_EXERCISE:_ Beginning with the line containing "assert!(tween.is_active());" and ending with the last line of the records, set down every line exactly.

(Saved entries)
##############################
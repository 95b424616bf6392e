// SPDX-License-Identifier: MIT OR Apache-2.0
//! Linear transform tween.

use crate::animation::{Animatable, Deferred, FrameContext};
use crate::easing::Interpolation;
use crate::error::AnimationError;
use crate::rotation::{euler_to_quat, normalize_euler, quat_to_euler};
use crate::scene::{TargetId, Transform};

/// Where a linear tween moves its target
#[derive(Debug, Clone, Copy, PartialEq)]
pub enum LerpPosition {
    /// Fixed world position
    Point([f32; 3]),
    /// Another object's position, re-read every frame
    Follow(TargetId),
}

/// Animation interpolating position, rotation and scale at constant speed
#[derive(Debug, Clone)]
pub struct LinearTween {
    name: String,
    target: TargetId,
    duration: f32,
    looping: bool,
    pause: f32,
    position: Option<LerpPosition>,
    rotation: Option<[f32; 3]>,
    scale: Option<[f32; 3]>,

    active: bool,
    elapsed: f32,
    start: Transform,
    resume: Option<Deferred>,
}

impl LinearTween {
    /// Create a tween with no channels enabled
    pub fn new(name: impl Into<String>, target: TargetId, duration: f32) -> Self {
        Self {
            name: name.into(),
            target,
            duration,
            looping: false,
            pause: 0.0,
            position: None,
            rotation: None,
            scale: None,
            active: false,
            elapsed: 0.0,
            start: Transform::default(),
            resume: None,
        }
    }

    /// Move to a position
    pub fn with_position(mut self, position: LerpPosition) -> Self {
        self.position = Some(position);
        self
    }

    /// Rotate to euler angles; all-zero angles snap straight to identity
    pub fn with_rotation(mut self, euler: [f32; 3]) -> Self {
        self.rotation = Some(euler);
        self
    }

    /// Scale to a size
    pub fn with_scale(mut self, scale: [f32; 3]) -> Self {
        self.scale = Some(scale);
        self
    }

    /// Restart forever, holding the start state for `pause` seconds between runs
    pub fn looping(mut self, pause: f32) -> Self {
        self.looping = true;
        self.pause = pause;
        self
    }

    /// Whether the tween is holding between loops
    pub fn is_pausing(&self) -> bool {
        self.resume.is_some()
    }

    fn progress(&self) -> f32 {
        if self.duration > 0.0 {
            self.elapsed / self.duration
        } else {
            1.0
        }
    }

    fn apply(&self, ctx: &mut FrameContext<'_>, t: f32) -> Result<(), AnimationError> {
        let position = match self.position {
            Some(LerpPosition::Point(point)) => Some(point),
            Some(LerpPosition::Follow(id)) => Some(ctx.transform(id)?.position),
            None => None,
        };
        let start = self.start;
        let transform = ctx.transform_mut(self.target)?;

        if let Some(end) = position {
            transform.position = Interpolation::lerp_vec3(start.position, end, t);
        }
        if let Some(end) = self.rotation {
            if normalize_euler(end) == [0.0, 0.0, 0.0] {
                transform.rotation = [0.0, 0.0, 0.0];
            } else {
                let q = Interpolation::slerp(euler_to_quat(start.rotation), euler_to_quat(end), t);
                transform.rotation = quat_to_euler(q);
            }
        }
        if let Some(end) = self.scale {
            transform.scale = Interpolation::lerp_vec3(start.scale, end, t);
        }
        Ok(())
    }

    fn restore_start(&self, ctx: &mut FrameContext<'_>) -> Result<(), AnimationError> {
        *ctx.transform_mut(self.target)? = self.start;
        Ok(())
    }
}

impl Animatable for LinearTween {
    fn name(&self) -> &str {
        &self.name
    }

    fn activate(&mut self, ctx: &mut FrameContext<'_>) -> Result<(), AnimationError> {
        self.start = ctx.transform(self.target)?;
        self.elapsed = 0.0;
        self.resume = None;
        self.active = true;
        tracing::debug!("Activated '{}' ({:.3}s)", self.name, self.duration);
        Ok(())
    }

    fn tick(&mut self, ctx: &mut FrameContext<'_>) -> Result<(), AnimationError> {
        if !self.active {
            return Ok(());
        }

        if self.resume.is_some() {
            self.restore_start(ctx)?;
            if Deferred::take_due(&mut self.resume, ctx.now()).is_some() {
                self.elapsed = 0.0;
                tracing::debug!("Restarting '{}'", self.name);
            }
            return Ok(());
        }

        self.elapsed += ctx.delta();
        let t = self.progress().min(1.0);
        self.apply(ctx, t)?;

        if t >= 1.0 {
            if self.looping {
                self.restore_start(ctx)?;
                self.resume = Some(Deferred::after(ctx.now(), self.pause));
            } else {
                self.active = false;
                tracing::debug!("Finished '{}'", self.name);
            }
        }
        Ok(())
    }

    fn deactivate(&mut self) {
        self.active = false;
        self.elapsed = 0.0;
        self.resume = None;
    }

    fn duration(&self) -> f32 {
        self.duration
    }

    fn is_active(&self) -> bool {
        self.active
    }
}

#[cfg(test)]
mod tests {
    use super::*;
    use crate::animation::FrameTime;
    use crate::scene::Scene;

    fn step(anim: &mut LinearTween, scene: &mut Scene, now: f64, delta: f32) {
        anim.tick(&mut FrameContext::new(FrameTime { now, delta }, scene))
            .unwrap();
    }

    fn start(anim: &mut LinearTween, scene: &mut Scene) {
        anim.activate(&mut FrameContext::new(FrameTime::default(), scene))
            .unwrap();
    }

    #[test]
    fn test_position_and_scale_halfway() {
        let mut scene = Scene::new();
        let cube = scene.spawn("Cube", Transform::default());
        let mut tween = LinearTween::new("slide", cube, 2.0)
            .with_position(LerpPosition::Point([4.0, 0.0, -2.0]))
            .with_scale([3.0, 1.0, 1.0]);

        start(&mut tween, &mut scene);
        step(&mut tween, &mut scene, 1.0, 1.0);
        let transform = scene.transform(cube).unwrap();
        assert_eq!(transform.position, [2.0, 0.0, -1.0]);
        assert_eq!(transform.scale, [2.0, 1.0, 1.0]);

        step(&mut tween, &mut scene, 2.0, 1.0);
        assert!(!tween.is_active());
        assert_eq!(scene.transform(cube).unwrap().position, [4.0, 0.0, -2.0]);
    }

    #[test]
    fn test_follow_reads_live_position() {
        let mut scene = Scene::new();
        let cube = scene.spawn("Cube", Transform::default());
        let leader = scene.spawn("Leader", Transform::at([2.0, 0.0, 0.0]));
        let mut tween =
            LinearTween::new("chase", cube, 1.0).with_position(LerpPosition::Follow(leader));

        start(&mut tween, &mut scene);
        step(&mut tween, &mut scene, 0.5, 0.5);
        assert_eq!(scene.transform(cube).unwrap().position, [1.0, 0.0, 0.0]);

        scene.transform_mut(leader).unwrap().position = [10.0, 0.0, 0.0];
        step(&mut tween, &mut scene, 1.0, 0.5);
        assert_eq!(scene.transform(cube).unwrap().position, [10.0, 0.0, 0.0]);
    }

    #[test]
    fn test_rotation_slerps() {
        let mut scene = Scene::new();
        let cube = scene.spawn("Cube", Transform::default());
        let mut tween = LinearTween::new("turn", cube, 1.0).with_rotation([0.0, 90.0, 0.0]);

        start(&mut tween, &mut scene);
        step(&mut tween, &mut scene, 0.5, 0.5);
        assert!((scene.transform(cube).unwrap().rotation[1] - 45.0).abs() < 1e-3);
        step(&mut tween, &mut scene, 1.0, 0.5);
        assert!((scene.transform(cube).unwrap().rotation[1] - 90.0).abs() < 1e-3);
    }

    #[test]
    fn test_zero_rotation_snaps_to_identity() {
        let mut scene = Scene::new();
        let cube = scene.spawn("Cube", Transform::default().with_rotation([0.0, 0.0, 60.0]));
        let mut tween = LinearTween::new("reset", cube, 4.0).with_rotation([0.0, 0.0, 0.0]);

        start(&mut tween, &mut scene);
        step(&mut tween, &mut scene, 0.1, 0.1);
        assert_eq!(scene.transform(cube).unwrap().rotation, [0.0, 0.0, 0.0]);
    }

    #[test]
    fn test_zero_duration_finishes_on_first_tick() {
        let mut scene = Scene::new();
        let cube = scene.spawn("Cube", Transform::default());
        let mut tween = LinearTween::new("snap", cube, 0.0).with_scale([2.0, 2.0, 2.0]);

        start(&mut tween, &mut scene);
        step(&mut tween, &mut scene, 0.016, 0.016);
        assert!(!tween.is_active());
        assert_eq!(scene.transform(cube).unwrap().scale, [2.0, 2.0, 2.0]);
    }

    #[test]
    fn test_loop_holds_start_then_restarts() {
        let mut scene = Scene::new();
        let cube = scene.spawn("Cube", Transform::default());
        let mut tween = LinearTween::new("pulse", cube, 1.0)
            .with_position(LerpPosition::Point([1.0, 0.0, 0.0]))
            .looping(1.0);

        start(&mut tween, &mut scene);
        step(&mut tween, &mut scene, 0.5, 0.5);
        step(&mut tween, &mut scene, 1.0, 0.5);
        assert!(tween.is_active());
        assert!(tween.is_pausing());
        assert_eq!(scene.transform(cube).unwrap().position, [0.0, 0.0, 0.0]);

        step(&mut tween, &mut scene, 1.5, 0.5);
        assert!(tween.is_pausing());
        step(&mut tween, &mut scene, 2.0, 0.5);
        assert!(!tween.is_pausing());

        step(&mut tween, &mut scene, 2.5, 0.5);
        assert_eq!(scene.transform(cube).unwrap().position, [0.5, 0.0, 0.0]);
    }

    #[test]
    fn test_deactivate_cancels_pause() {
        let mut scene = Scene::new();
        let cube = scene.spawn("Cube", Transform::default());
        let mut tween = LinearTween::new("pulse", cube, 0.5).looping(10.0);

        start(&mut tween, &mut scene);
        step(&mut tween, &mut scene, 0.5, 0.5);
        assert!(tween.is_pausing());
        tween.deactivate();
        assert!(!tween.is_pausing());
        assert!(!tween.is_active());
    }
}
##############################
_EXERCISE ANSWER:_
        assert!(tween.is_active());
        assert!(tween.is_pausing());
        assert_eq!(scene.transform(cube).unwrap().position, [0.0, 0.0, 0.0]);

        step(&mut tween, &mut scene, 1.5, 0.5);
        assert!(tween.is_pausing());
        step(&mut tween, &mut scene, 2.0, 0.5);
        assert!(!tween.is_pausing());

        step(&mut tween, &mut scene, 2.5, 0.5);
        assert_eq!(scene.transform(cube).unwrap().position, [0.5, 0.0, 0.0]);
    }

    #[test]
    fn test_deactivate_cancels_pause() {
        let mut scene = Scene::new();
        let cube = scene.spawn("Cube", Transform::default());
        let mut tween = LinearTween::new("pulse", cube, 0.5).looping(10.0);

        start(&mut tween, &mut scene);
        step(&mut tween, &mut scene, 0.5, 0.5);
        assert!(tween.is_pausing());
        tween.deactivate();
        assert!(!tween.is_pausing());
        assert!(!tween.is_active());
    }
}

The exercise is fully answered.